Dopo otto anni di attese, tentativi e delusioni, Wout Van Aert ha finalmente conquistato la Parigi-Roubaix, una delle corse più iconiche e impegnative del ciclismo mondiale. Il corridore belga della Visma-Lease a Bike ha trionfato in una volata a due contro Tadej Pogacar nel leggendario velodromo di Roubaix, realizzando un sogno inseguito fin dagli esordi della sua carriera. L'impresa è giunta al culmine di una gara ricca di colpi di scena e problemi tecnici che hanno condizionato molti dei favoriti.
Visibilmente commosso al traguardo, Van Aert ha espresso tutta la sua emozione: "Questa vittoria significa tutto per me.
La cercavo dal 2018, da quando ho partecipato per la prima volta. È stata davvero dura da allora, ma se finora qui ero stato sfortunato, di certo mi porto esperienza". Il belga ha poi reso omaggio al suo principale rivale: "Un vero fuoriclasse che mi ha dato del filo da torcere. È stata durissima stare alla sua ruota e poi batterlo in volata, testa a testa, è qualcosa di davvero speciale. Non c'è niente di più bello che arrivare al traguardo col campione del mondo".
Una corsa tra forature e imprevisti
La Parigi-Roubaix di quest'anno è stata caratterizzata da numerosi problemi meccanici che hanno coinvolto i principali protagonisti. Mathieu van der Poel, vincitore delle ultime tre edizioni, ha subito ben due forature nella temuta foresta di Arenberg, perdendo minuti preziosi e scivolando a oltre due minuti dagli altri favoriti.
Nonostante gli sforzi, l'olandese non è più riuscito a rientrare, dovendosi accontentare del quarto posto. Anche il campione azzurro Filippo Ganna è stato vittima di una foratura cruciale proprio quando era riuscito a unirsi al gruppo dei migliori, guidato da Pogacar e Van Aert. Anche questi ultimi sono stati costretti a fermarsi per problemi tecnici, ma sono riusciti a rientrare tra i primi con determinazione.
Il momento decisivo della corsa è arrivato nel settore di Auchy-lez-Orchies, a circa cinquanta chilometri dal traguardo, quando Tadej Pogacar e Wout Van Aert hanno salutato la compagnia degli altri contendenti. Lo sloveno, reduce dalle vittorie alla Milano-Sanremo e al Giro delle Fiandre, ha provato più volte ad attaccare sul pavé, ma Van Aert ha risposto colpo su colpo, dimostrando una tenacia ineguagliabile e riuscendo a restare sempre a ruota del rivale.

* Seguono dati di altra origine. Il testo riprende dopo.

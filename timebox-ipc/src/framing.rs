//! Frame Reader/Writer
//!
//! Reads and writes whole frames over a byte stream. A frame is delimited by
//! the total length in its header, so the reader pulls the 4 header bytes
//! first and then exactly `total_length - 4` body bytes.

use crate::messages::{Command, MessageHeader, WireMessage};
use crate::wire::{CodecError, HEADER_LEN};
use std::io::{self, Read, Write};
use thiserror::Error;

#[derive(Debug, Error)]
pub enum FrameError {
    /// Peer closed the stream cleanly between frames
    #[error("end of stream")]
    EndOfStream,

    #[error("I/O error: {0}")]
    Io(#[from] io::Error),

    #[error("codec error: {0}")]
    Codec(#[from] CodecError),
}

/// Read one complete frame, header included.
///
/// EOF before the first header byte is `EndOfStream`; EOF anywhere later is
/// an `UnexpectedEof` I/O error.
pub fn read_frame<R: Read>(reader: &mut R) -> Result<Vec<u8>, FrameError> {
    let mut header_bytes = [0u8; HEADER_LEN];
    if !read_exact_or_eof(reader, &mut header_bytes)? {
        return Err(FrameError::EndOfStream);
    }

    let header = MessageHeader::decode(&header_bytes)?;
    let total = header.total_length as usize;
    if total < HEADER_LEN {
        return Err(CodecError::InvalidLength(total).into());
    }

    let mut frame = vec![0u8; total];
    frame[..HEADER_LEN].copy_from_slice(&header_bytes);
    reader.read_exact(&mut frame[HEADER_LEN..])?;
    Ok(frame)
}

/// Encode `message` and write it as a single frame
pub fn write_frame<W: Write, M: WireMessage>(writer: &mut W, message: &M) -> Result<(), FrameError> {
    let bytes = message.encode()?;
    writer.write_all(&bytes)?;
    writer.flush()?;
    Ok(())
}

/// Command of an already-read frame
pub fn frame_command(frame: &[u8]) -> Result<Command, CodecError> {
    Ok(MessageHeader::decode(frame)?.command)
}

fn read_exact_or_eof<R: Read>(reader: &mut R, buf: &mut [u8]) -> io::Result<bool> {
    let mut off = 0usize;
    while off < buf.len() {
        match reader.read(&mut buf[off..]) {
            Ok(0) if off == 0 => return Ok(false),
            Ok(0) => {
                return Err(io::Error::new(
                    io::ErrorKind::UnexpectedEof,
                    "stream closed inside frame header",
                ))
            }
            Ok(n) => off += n,
            Err(e) if e.kind() == io::ErrorKind::Interrupted => continue,
            Err(e) => return Err(e),
        }
    }
    Ok(true)
}

/// Frame reader over any byte stream
pub struct FrameReader<R> {
    inner: R,
}

impl<R: Read> FrameReader<R> {
    pub fn new(inner: R) -> Self {
        Self { inner }
    }

    pub fn read_frame(&mut self) -> Result<Vec<u8>, FrameError> {
        read_frame(&mut self.inner)
    }

    /// Read one frame and decode it as `M`
    pub fn read<M: WireMessage>(&mut self) -> Result<M, FrameError> {
        let frame = self.read_frame()?;
        Ok(M::decode(&frame)?)
    }

    pub fn get_ref(&self) -> &R {
        &self.inner
    }
}

/// Frame writer over any byte stream
pub struct FrameWriter<W> {
    inner: W,
}

impl<W: Write> FrameWriter<W> {
    pub fn new(inner: W) -> Self {
        Self { inner }
    }

    pub fn write<M: WireMessage>(&mut self, message: &M) -> Result<(), FrameError> {
        write_frame(&mut self.inner, message)
    }
}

Pogacar ha ammesso la superiorità del belga: "Quasi tutti hanno avuto problemi oggi. Io stesso ho forato e cambiato bici tre volte, il che mi è costato energie. Ho capito subito che sarebbe stato impossibile staccare Wout sul pavé e batterlo in volata. Si merita pienamente la vittoria".
Il valore di una vittoria attesa e la dedica speciale
Per Wout Van Aert, questa è la seconda vittoria in una delle prestigiose Monumento del ciclismo, dopo il successo alla Milano-Sanremo del 2020. Il belga ha voluto dedicare questa affermazione a Michael Goolaerts, un ex compagno di squadra che era scomparso a soli ventitré anni a causa di un infarto proprio durante la Roubaix del 2018. All'arrivo, Van Aert ha alzato un dito al cielo in suo ricordo, sottolineando il profondo valore emotivo di questa conquista.
La vittoria di Van Aert assume un significato particolare anche nel contesto storico della corsa. Tadej Pogacar, campione del mondo e vincitore delle prime due Monumento stagionali, puntava a diventare il primo vincitore del Tour de France a imporsi nell'"Inferno del Nord" dopo Bernard Hinault nel 1981. La giornata ha però premiato la straordinaria tenacia e la determinazione del belga, che ha saputo resistere agli attacchi del rivale e imporsi con uno sprint deciso nel velodromo di Roubaix, scrivendo un nuovo capitolo nella storia di questa leggendaria classica.